• [Supplied data]:

//! Portal Test Utilities
//!
//! Shared test infrastructure for the portal workspace:
//! - A scripted fetcher with per-params gates and call counting
//! - Proptest generators for catalog and run types
//! - Fixtures for the sample catalogs used across test suites
//! - Assertions over query resolutions

pub use portal_core::{
    Catalog, FieldDescriptor, FieldType, PayloadValue, RunStatus, RunTask, Service, ServiceRun,
};
pub use portal_query::{FetchError, FetchResult, Resolution};

use futures_util::future::BoxFuture;
use futures_util::FutureExt;
use std::collections::HashMap;
use std::sync::{Arc, Mutex, MutexGuard, PoisonError};
use tokio::sync::Semaphore;

// ============================================================================
// SCRIPTED FETCHER
// ============================================================================

/// Fetcher double keyed by a string rendering of the params.
///
/// Responses are scripted per params. A gated params value blocks every
/// fetch for it until [`release`](Self::release) is called, which lets
/// tests hold a fetch in flight.
pub struct ScriptedFetcher<T> {
    responses: Mutex<HashMap<String, FetchResult<T>>>,
    gates: Mutex<HashMap<String, Arc<Semaphore>>>,
    calls: Mutex<Vec<String>>,
}

fn locked<T>(mutex: &Mutex<T>) -> MutexGuard<'_, T> {
    mutex.lock().unwrap_or_else(PoisonError::into_inner)
}

impl<T> ScriptedFetcher<T>
where
    T: Clone + Send + Sync + 'static,
{
    pub fn new() -> Arc<Self> {
        Arc::new(Self {
            responses: Mutex::new(HashMap::new()),
            gates: Mutex::new(HashMap::new()),
            calls: Mutex::new(Vec::new()),
        })
    }

    /// Script the result returned for `params`.
    pub fn respond(&self, params: &str, result: FetchResult<T>) {
        locked(&self.responses).insert(params.to_string(), result);
    }

    /// Hold fetches for `params` until released.
    pub fn gate(&self, params: &str) {
        locked(&self.gates).insert(params.to_string(), Arc::new(Semaphore::new(0)));
    }

    /// Let every current and future fetch for `params` complete.
    pub fn release(&self, params: &str) {
        if let Some(gate) = locked(&self.gates).remove(params) {
            gate.close();
        }
    }

    /// Total number of fetcher invocations.
    pub fn calls(&self) -> usize {
        locked(&self.calls).len()
    }

    /// Number of fetcher invocations for `params`.
    pub fn calls_for(&self, params: &str) -> usize {
        locked(&self.calls).iter().filter(|p| p.as_str() == params).count()
    }

    /// Start a fetch for `params`.
    pub fn fetch(self: &Arc<Self>, params: impl Into<String>) -> BoxFuture<'static, FetchResult<T>> {
        let params = params.into();
        locked(&self.calls).push(params.clone());
        let gate = locked(&self.gates).get(&params).cloned();
        let this = Arc::clone(self);
        async move {
            if let Some(gate) = gate {
                // Closing the semaphore wakes every waiter with an error.
                let _ = gate.acquire().await;
            }
            let scripted = locked(&this.responses).get(&params).cloned();
            scripted.unwrap_or_else(|| Err(FetchError::status(404, format!("no response for {params}"))))
        }
        .boxed()
    }
}

// ============================================================================
// PROPTEST GENERATORS
// ============================================================================

pub mod generators {
    //! Proptest strategies for portal types.

    use super::*;
    use proptest::prelude::*;
    use serde_json::{Map, Value};

    /// Generate a slug (lowercase, dash-separated).
    pub fn arb_slug() -> impl Strategy<Value = String> {
        "[a-z][a-z0-9]{0,8}(-[a-z0-9]{1,6}){0,2}"
    }

    /// Generate a FieldType, including unsupported names.
    pub fn arb_field_type() -> impl Strategy<Value = FieldType> {
        prop_oneof![
            Just(FieldType::Text),
            Just(FieldType::Number),
            Just(FieldType::Textarea),
            Just(FieldType::Boolean),
            prop::sample::select(vec!["date", "select", "file", "json"])
                .prop_map(|name| FieldType::Unsupported(name.to_string())),
        ]
    }

    /// Generate a FieldDescriptor.
    pub fn arb_field_descriptor() -> impl Strategy<Value = FieldDescriptor> {
        (
            arb_slug(),
            arb_field_type(),
            any::<bool>(),
            proptest::option::of("[A-Za-z ]{1,20}"),
            proptest::option::of(prop_oneof![
                Just("true".to_string()),
                Just("false".to_string()),
                "[a-z0-9]{0,8}",
            ]),
        )
            .prop_map(|(slug, field_type, required, title, default)| {
                let mut field = FieldDescriptor::new(slug, field_type);
                field.required = required;
                field.title = title;
                field.default = default;
                field
            })
    }

    /// Generate a list of descriptors with distinct slugs.
    pub fn arb_field_list() -> impl Strategy<Value = Vec<FieldDescriptor>> {
        prop::collection::vec(arb_field_descriptor(), 0..8).prop_map(|fields| {
            let mut seen = std::collections::HashSet::new();
            fields
                .into_iter()
                .filter(|field| seen.insert(field.slug.clone()))
                .collect()
        })
    }

    /// Generate a form value a user could have typed for `field_type`.
    pub fn arb_form_value(field_type: FieldType) -> BoxedStrategy<Value> {
        match field_type {
            FieldType::Boolean => any::<bool>().prop_map(Value::Bool).boxed(),
            FieldType::Number => prop_oneof![
                any::<i32>().prop_map(Value::from),
                any::<i32>().prop_map(|n| Value::String(n.to_string())),
            ]
            .boxed(),
            _ => "[a-zA-Z0-9 ]{1,16}".prop_map(Value::String).boxed(),
        }
    }

    /// Generate descriptors plus a form that satisfies every rule.
    pub fn arb_valid_form() -> impl Strategy<Value = (Vec<FieldDescriptor>, Map<String, Value>)> {
        arb_field_list().prop_flat_map(|fields| {
            let values: Vec<_> = fields
                .iter()
                .map(|field| arb_form_value(field.field_type.clone()))
                .collect();
            (Just(fields), values).prop_map(|(fields, values)| {
                let form = fields
                    .iter()
                    .zip(values)
                    .map(|(field, value)| (field.slug.clone(), value))
                    .collect();
                (fields, form)
            })
        })
    }

    /// Generate a Service with a few fields.
    pub fn arb_service() -> impl Strategy<Value = Service> {
        (arb_slug(), "[A-Z][a-z]{2,10}( [a-z]{2,8})?", arb_field_list()).prop_map(
            |(slug, name, fields)| Service {
                slug,
                name,
                description: String::new(),
                icon: None,
                icon_color: None,
                fields: fields.into(),
                validate: Vec::new(),
                post_validate: Vec::new(),
            },
        )
    }

    /// Generate a Catalog with up to four services.
    pub fn arb_catalog() -> impl Strategy<Value = Catalog> {
        (
            arb_slug(),
            "[A-Z][a-z]{2,10}",
            prop::collection::vec(arb_service(), 0..4),
        )
            .prop_map(|(slug, name, actions)| Catalog {
                slug,
                name,
                description: String::new(),
                actions,
            })
    }

    /// Generate a RunStatus variant.
    pub fn arb_run_status() -> impl Strategy<Value = RunStatus> {
        prop_oneof![
            Just(RunStatus::Queued),
            Just(RunStatus::Running),
            Just(RunStatus::Success),
            Just(RunStatus::Failure),
        ]
    }

    /// Generate a RunTask with an optional execution time.
    pub fn arb_run_task() -> impl Strategy<Value = RunTask> {
        (arb_run_status(), proptest::option::of(0u64..600_000)).prop_map(|(status, millis)| {
            RunTask {
                status,
                post_validate_output: millis.map(|ms| portal_core::PostValidateOutput {
                    execution_time_in_millis: Some(ms),
                }),
            }
        })
    }

    /// Generate a ServiceRun.
    pub fn arb_service_run() -> impl Strategy<Value = ServiceRun> {
        (
            arb_run_status(),
            arb_slug(),
            prop::collection::vec(arb_run_task(), 0..6),
            1577836800i64..1893456000i64,
        )
            .prop_map(|(status, name, tasks, secs)| {
                let created = chrono::DateTime::from_timestamp(secs, 0)
                    .unwrap_or_else(chrono::Utc::now)
                    .to_rfc3339();
                ServiceRun {
                    id: uuid::Uuid::now_v7().to_string(),
                    created_at: created.clone(),
                    updated_at: created,
                    status,
                    input_payload: serde_json::json!({ "name": name }),
                    tasks,
                }
            })
    }

    /// Generate JSON params of the shapes queries are keyed by.
    pub fn arb_params() -> impl Strategy<Value = Value> {
        let leaf = prop_oneof![
            Just(Value::Null),
            any::<bool>().prop_map(Value::Bool),
            any::<i16>().prop_map(Value::from),
            "[a-z]{0,6}".prop_map(Value::String),
        ];
        leaf.prop_recursive(3, 16, 4, |inner| {
            prop_oneof![
                prop::collection::vec(inner.clone(), 0..4).prop_map(Value::Array),
                prop::collection::btree_map("[a-z]{1,4}", inner, 0..4)
                    .prop_map(|map| Value::Object(map.into_iter().collect())),
            ]
        })
    }
}

// ============================================================================
// TEST FIXTURES
// ============================================================================

pub mod fixtures {
    //! Pre-built test data for common scenarios.

    use super::*;
    use portal_core::PostValidateOutput;

    fn service(slug: &str, name: &str, fields: Vec<FieldDescriptor>) -> Service {
        Service {
            slug: slug.to_string(),
            name: name.to_string(),
            description: String::new(),
            icon: None,
            icon_color: None,
            fields: fields.into(),
            validate: Vec::new(),
            post_validate: Vec::new(),
        }
    }

    /// The "infra" catalog: a database service with every supported
    /// field kind, and a bucket service with an unsupported field.
    pub fn infra_catalog() -> Catalog {
        Catalog {
            slug: "infra".to_string(),
            name: "Infrastructure".to_string(),
            description: "Provision infrastructure".to_string(),
            actions: vec![
                service(
                    "new-db",
                    "New Database",
                    vec![
                        FieldDescriptor::new("name", FieldType::Text)
                            .required()
                            .with_title("Name"),
                        FieldDescriptor::new("ttl", FieldType::Number)
                            .required()
                            .with_title("TTL (hours)"),
                        FieldDescriptor::new("seed", FieldType::Boolean)
                            .with_title("Seed data")
                            .with_default("false"),
                        FieldDescriptor::new("notes", FieldType::Textarea),
                    ],
                ),
                service(
                    "new-bucket",
                    "New Bucket",
                    vec![
                        FieldDescriptor::new("bucket", FieldType::Text).required(),
                        FieldDescriptor::new("expires", FieldType::Unsupported("date".to_string()))
                            .required(),
                    ],
                ),
            ],
        }
    }

    /// The "data" catalog with a single backfill service.
    pub fn data_catalog() -> Catalog {
        Catalog {
            slug: "data".to_string(),
            name: "Data".to_string(),
            description: String::new(),
            actions: vec![service(
                "backfill",
                "Backfill table",
                vec![
                    FieldDescriptor::new("table", FieldType::Text).required(),
                    FieldDescriptor::new("dry-run", FieldType::Boolean).with_default("TRUE"),
                ],
            )],
        }
    }

    pub fn sample_catalogs() -> Vec<Catalog> {
        vec![infra_catalog(), data_catalog()]
    }

    /// A finished run of `service` with the given task outcomes.
    pub fn finished_run(service: &str, tasks: &[(RunStatus, u64)]) -> ServiceRun {
        let status = if tasks.iter().all(|(s, _)| *s == RunStatus::Success) {
            RunStatus::Success
        } else {
            RunStatus::Failure
        };
        ServiceRun {
            id: uuid::Uuid::now_v7().to_string(),
            created_at: "2024-03-01T10:15:30Z".to_string(),
            updated_at: "2024-03-01T10:16:00Z".to_string(),
            status,
            input_payload: serde_json::json!({ "name": service }),
            tasks: tasks
                .iter()
                .map(|(status, ms)| RunTask {
                    status: *status,
                    post_validate_output: Some(PostValidateOutput {
                        execution_time_in_millis: Some(*ms),
                    }),
                })
                .collect(),
        }
    }
}

// ============================================================================
// CUSTOM ASSERTIONS
// ============================================================================

pub mod assertions {
    //! Assertions over query resolutions.

    use super::*;

    /// Assert that a read resolved, returning the value.
    #[track_caller]
    pub fn assert_resolved<T: std::fmt::Debug>(resolution: Resolution<T>) -> Arc<T> {
        match resolution {
            Resolution::Resolved(value) => value,
            other => panic!("Expected Resolved, got: {:?}", other),
        }
    }

    /// Assert that a read is suspended.
    #[track_caller]
    pub fn assert_suspended<T: std::fmt::Debug>(resolution: &Resolution<T>) {
        assert!(
            resolution.is_suspended(),
            "Expected Suspended, got: {:?}",
            resolution
        );
    }

    /// Assert that a read was rejected with an HTTP status error.
    #[track_caller]
    pub fn assert_status_error<T: std::fmt::Debug>(resolution: &Resolution<T>, expected: u16) {
        match resolution {
            Resolution::Rejected(FetchError::Status { status, .. }) => {
                assert_eq!(*status, expected, "Wrong HTTP status");
            }
            other => panic!("Expected HTTP {} error, got: {:?}", expected, other),
        }
    }
}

• [Work instruction]:
Here the output must be the lines above from the line with "fn locked<T>(mutex: &Mutex<T>)" to the line with "pub fn gate(&self, params: &str)", both included, duplicated word for word and nothing else.

• [Completed exercise]:
fn locked<T>(mutex: &Mutex<T>) -> MutexGuard<'_, T> {
    mutex.lock().unwrap_or_else(PoisonError::into_inner)
}

impl<T> ScriptedFetcher<T>
where
    T: Clone + Send + Sync + 'static,
{
    pub fn new() -> Arc<Self> {
        Arc::new(Self {
            responses: Mutex::new(HashMap::new()),
            gates: Mutex::new(HashMap::new()),
            calls: Mutex::new(Vec::new()),
        })
    }

    /// Script the result returned for `params`.
    pub fn respond(&self, params: &str, result: FetchResult<T>) {
        locked(&self.responses).insert(params.to_string(), result);
    }

    /// Hold fetches for `params` until released.
    pub fn gate(&self, params: &str) {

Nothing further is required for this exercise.